Isabelle's admirable contribution - Seven-year-old recognised for assisting in rebuilding of Wortley Home
Three years ago, when the Wortley Home for Girls in St Andrew was razed by fire, among those most devastated was Isabelle Robinson.
And no, she was not a resident at the home. She is an ordinary citizen of Jamaica, who, as a four-year-old at the time, decided to host a bake sale to raise funds to assist with the rebuilding of the facility.
Now seven, Isabelle was among the many well-wishers who came out to witness the reopening ceremony at the home yesterday.
Tanya Wildish, member of the board of management, in relating the story, said that she was heartened by the outpouring of love and support islandwide,but had to make special mention of Isabelle.
"Isabelle was four years old when the home was burnt down. She was not happy to hear that girls who needed a home were now left homeless. We got a call to say that Isabelle and her cousin had taken it upon themselves to do a cake sale at Swallowfield Chapel (church) to raise money for the Wortley Home," Wildish said.

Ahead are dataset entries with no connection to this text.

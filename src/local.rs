//! The Hebrew date as observed at a location, where each day starts at
//! sunset rather than midnight.
//!
//! Local time is approximated from longitude alone: one hour per 15 degrees
//! east of Greenwich, with no time zone or daylight saving rules.

use crate::absolute::AbsoluteDay;
use crate::clock::{Clock, UtcDateTime};
use crate::consts::MINUTES_PER_DAY;
use crate::hebrew::HebrewDate;
use crate::holiday::{day_of_hanukkah, day_of_passover};
use crate::location::Location;
use crate::solar::SolarEvent;

/// Everything derived from one reading of the clock.
#[derive(Debug, Clone, Copy, PartialEq)]
pub struct LocalDay {
    pub time: UtcDateTime,
    pub hebrew_date: HebrewDate,
    pub solar: SolarEvent,
}

impl LocalDay {
    /// Near 0001-01-01 and 9999-12-31 the local day may lie outside the
    /// supported range; the date then holds at the first or last valid day.
    pub fn at(time: UtcDateTime, location: &Location) -> Self {
        let solar = SolarEvent::at(&time, location);
        let (day_offset, local_fraction) = local_day(&time, location.longitude());

        let civil = time.date().to_absolute() + day_offset;
        // Night before local noon is pre-dawn and still belongs to the civil day.
        let day = if solar.is_night && local_fraction > 0.5 {
            log::debug!("{time}: after sunset, the Hebrew date moves past absolute day {civil}");
            civil + 1
        } else {
            civil
        };
        if !day.is_supported() {
            log::debug!("{time}: absolute day {day} is out of range, holding at the nearest end");
        }
        let hebrew_date = HebrewDate::from_absolute(day.clamp(AbsoluteDay::EPOCH, AbsoluteDay::MAX));

        Self {
            time,
            hebrew_date,
            solar,
        }
    }

    pub fn is_night(&self) -> bool {
        self.solar.is_night
    }

    pub fn day_of_hanukkah(&self) -> i32 {
        day_of_hanukkah(self.hebrew_date)
    }

    pub fn day_of_passover(&self) -> i32 {
        day_of_passover(self.hebrew_date)
    }
}

/// Local civil day relative to the UTC date (-1, 0 or 1), and the fraction
/// of that local day already elapsed.
fn local_day(time: &UtcDateTime, longitude: f64) -> (i32, f64) {
    let offset = f64::from(time.hour()) / 24.0
        + f64::from(time.minute()) / MINUTES_PER_DAY
        + longitude / 360.0;
    let day_offset = offset.floor();
    (day_offset as i32, offset - day_offset)
}

/// The Hebrew date in effect at `time` for an observer at `location`.
pub fn hebrew_date_at(time: &UtcDateTime, location: &Location) -> HebrewDate {
    LocalDay::at(*time, location).hebrew_date
}

/// The Hebrew date in effect now.
pub fn current_hebrew_date<C: Clock>(clock: &C, location: &Location) -> HebrewDate {
    hebrew_date_at(&clock.now(), location)
}

/// Answers "what is today" questions for one fixed location.
///
/// Each call reads the clock once; use [`Self::today`] when several answers
/// must agree on the same instant.
#[derive(Debug, Clone)]
pub struct LocalDateResolver<C> {
    clock: C,
    location: Location,
}

impl<C: Clock> LocalDateResolver<C> {
    pub const fn new(clock: C, location: Location) -> Self {
        Self { clock, location }
    }

    pub const fn location(&self) -> &Location {
        &self.location
    }

    pub fn today(&self) -> LocalDay {
        LocalDay::at(self.clock.now(), &self.location)
    }

    pub fn current_hebrew_date(&self) -> HebrewDate {
        current_hebrew_date(&self.clock, &self.location)
    }

    pub fn is_night(&self) -> bool {
        crate::solar::is_night(&self.clock, &self.location)
    }

    pub fn solar_event(&self) -> SolarEvent {
        SolarEvent::at(&self.clock.now(), &self.location)
    }

    pub fn day_of_hanukkah(&self) -> i32 {
        self.today().day_of_hanukkah()
    }

    pub fn day_of_passover(&self) -> i32 {
        self.today().day_of_passover()
    }
}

"Isabelle and her mommy arrived here with a tin lunch pan and she handed over $30,000.
I can't even begin to communicate my appreciation."
Wildish also told the gathering that the reopening could not have come at a better time as the home turns 100 in May.
"This is a day where we weren't quite sure that it was going to happen. It's been a roller coaster, but we are here, and God has been good.
"I remember in 2015, we got the dreaded call, and here I arrived in my gym clothes to my beautiful Wortley Home burning down. The chairman and I stood on the hill and watched in horror as the building literally crumbled. It was a nightmare of a day."
In the meantime, she urged Jamaicans to partner with them in finding ways to efficiently run the home, highlighting that early estimates show that it costs between $800,000 and $1 million monthly.
"Organisations like us, if we don't step up and find a way, we are going to fail. Going forward, we are going to need ideas, partners. We are going to need ways of making this thing work over and beyond the hand out, charity method that we are used to. It's not going to work, and we ask for your support going forward."